## PROMPT:
Copy out each line of the data below in which "push" appears.
Start of AVAILABLE RECORDS
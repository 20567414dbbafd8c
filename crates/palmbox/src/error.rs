use std::{io, path::PathBuf};

use palmbox_geom::GeometryError;
use thiserror::Error;

/// Error returned by [`PalmDetector`][crate::PalmDetector] operations.
///
/// Not finding a hand is not an error; detection methods return an empty list in that case.
#[derive(Debug, Error)]
pub enum Error {
    #[error(transparent)]
    Config(#[from] ConfigError),
    #[error(transparent)]
    Inference(#[from] InferenceError),
    /// The keypoints of the best detection do not span a usable hand axis.
    #[error("degenerate hand geometry: {0}")]
    DegenerateGeometry(#[from] GeometryError),
}

/// Invalid anchors or detector parameters.
#[derive(Debug, Error)]
pub enum ConfigError {
    #[error("anchor file line {line}: expected two comma-separated floats, got `{content}`")]
    MalformedAnchor { line: usize, content: String },
    #[error("anchor table has {anchors} entries, but the network outputs {predictions} predictions")]
    AnchorCountMismatch { anchors: usize, predictions: usize },
    #[error("invalid value for `{name}`: {reason}")]
    InvalidParameter { name: &'static str, reason: String },
    #[error("failed to read `{}`: {source}", .path.display())]
    Io {
        path: PathBuf,
        #[source]
        source: io::Error,
    },
}

impl ConfigError {
    pub(crate) fn invalid(name: &'static str, reason: impl Into<String>) -> Self {
        Self::InvalidParameter {
            name,
            reason: reason.into(),
        }
    }
}

/// Failure while preparing the network input or running the network.
#[derive(Debug, Error)]
pub enum InferenceError {
    #[error("cannot run detection on an empty {width}x{height} image")]
    EmptyImage { width: u32, height: u32 },
    #[error("inference engine reports an input size of 0")]
    ZeroInputSize,
    #[error("unexpected input shape: expected {expected:?}, got {actual:?}")]
    InputShape {
        expected: Vec<usize>,
        actual: Vec<usize>,
    },
    #[error("unexpected output `{output}`: expected {expected} values, got {actual}")]
    OutputShape {
        output: &'static str,
        expected: usize,
        actual: usize,
    },
    #[error("failed to load model: {0}")]
    Io(#[from] io::Error),
    #[error("inference engine failure: {0}")]
    Engine(#[source] Box<dyn std::error::Error + Send + Sync>),
}
//! The end-to-end palm detection pipeline.

use image::RgbImage;

use crate::{
    anchors::AnchorTable,
    detection::{DecodeObserver, LogObserver},
    mask,
    nn::InferenceEngine,
    preprocess::preprocess,
    timer::Timer,
    BoundingBox, ConfigError, DetectorConfig, Error, HandRegion,
};

/// Detects hands in images using a palm detection network.
///
/// All detection methods take `&self`, so a single detector can be shared between threads as long
/// as its [`InferenceEngine`] allows that.
pub struct PalmDetector<E> {
    engine: E,
    anchors: AnchorTable,
    config: DetectorConfig,
    observer: Box<dyn DecodeObserver>,
    t_preprocess: Timer,
    t_infer: Timer,
    t_decode: Timer,
    t_nms: Timer,
    t_region: Timer,
}

impl<E: InferenceEngine> PalmDetector<E> {
    /// Creates a detector running `engine`, whose predictions refer to `anchors`.
    ///
    /// Returns an error if `config` is invalid. Whether `anchors` matches the network output is
    /// checked on every detection.
    pub fn new(
        engine: E,
        anchors: AnchorTable,
        config: DetectorConfig,
    ) -> Result<Self, ConfigError> {
        config.validate()?;

        Ok(Self {
            engine,
            anchors,
            config,
            observer: Box::new(LogObserver::new()),
            t_preprocess: Timer::new("preprocess"),
            t_infer: Timer::new("infer"),
            t_decode: Timer::new("decode"),
            t_nms: Timer::new("nms"),
            t_region: Timer::new("region"),
        })
    }

    /// Replaces the default [`LogObserver`] that receives decoding diagnostics.
    pub fn with_observer<O: DecodeObserver + 'static>(mut self, observer: O) -> Self {
        self.observer = Box::new(observer);
        self
    }

    pub fn config(&self) -> &DetectorConfig {
        &self.config
    }

    pub fn anchors(&self) -> &AnchorTable {
        &self.anchors
    }

    pub fn engine(&self) -> &E {
        &self.engine
    }

    /// Detects hands in `image`, returning their boxes ordered by descending confidence.
    ///
    /// Finding no hands is not an error and results in an empty list.
    pub fn detect(&self, image: &RgbImage) -> Result<Vec<BoundingBox>, Error> {
        let regions = self.detect_regions(image)?;
        Ok(regions.iter().map(|r| *r.bounding_box()).collect())
    }

    /// Detects hands in `image`, returning their oriented regions.
    ///
    /// At most [`DetectorConfig::max_detections`] regions are returned. If clipping is enabled,
    /// a region whose box lies completely outside of the image is not reported.
    pub fn detect_regions(&self, image: &RgbImage) -> Result<Vec<HandRegion>, Error> {
        let (input, letterbox) = self.t_preprocess.time(|| preprocess(image, &self.engine))?;
        let output = self.t_infer.time(|| self.engine.infer(&input))?;

        let decoder = self.config.decoder(self.engine.input_size());
        let candidates = self
            .t_decode
            .time(|| decoder.decode(&output, &self.anchors, &*self.observer))?;

        let survivors = self.t_nms.time(|| self.config.nms().process(&candidates));

        let regions = self.t_region.time(|| {
            let estimator = self.config.region_estimator();
            let bounds = letterbox.source_bounds();

            let mut regions = Vec::new();
            for &index in survivors.iter().take(self.config.max_detections()) {
                let region = estimator.estimate(&candidates[index], &letterbox)?;
                if !self.config.clip_to_image() {
                    regions.push(region);
                    continue;
                }

                match region.clipped(&bounds) {
                    Some(region) => regions.push(region),
                    None => log::debug!(
                        "dropping hand region outside of the {}x{} image",
                        image.width(),
                        image.height()
                    ),
                }
            }
            Ok::<_, Error>(regions)
        })?;

        log::debug!(
            "{} candidates, {} after nms, {} regions; {} {} {} {} {}",
            candidates.len(),
            survivors.len(),
            regions.len(),
            self.t_preprocess,
            self.t_infer,
            self.t_decode,
            self.t_nms,
            self.t_region,
        );

        Ok(regions)
    }

    /// Detects hands and returns a copy of `image` with everything outside of them blacked out.
    pub fn detect_and_mask(
        &self,
        image: &RgbImage,
    ) -> Result<(Vec<BoundingBox>, RgbImage), Error> {
        let boxes = self.detect(image)?;
        let masked = mask::mask_outside(image, &boxes);
        Ok((boxes, masked))
    }

    /// Detects hands and returns a copy of `image` with their boxes outlined.
    pub fn detect_and_annotate(
        &self,
        image: &RgbImage,
    ) -> Result<(Vec<BoundingBox>, RgbImage), Error> {
        let boxes = self.detect(image)?;
        let annotated = mask::draw_boxes(image, &boxes, mask::default_stroke(image));
        Ok((boxes, annotated))
    }
}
End of AVAILABLE RECORDS
## SOLUTION:
                    regions.push(region);
                    Some(region) => regions.push(region),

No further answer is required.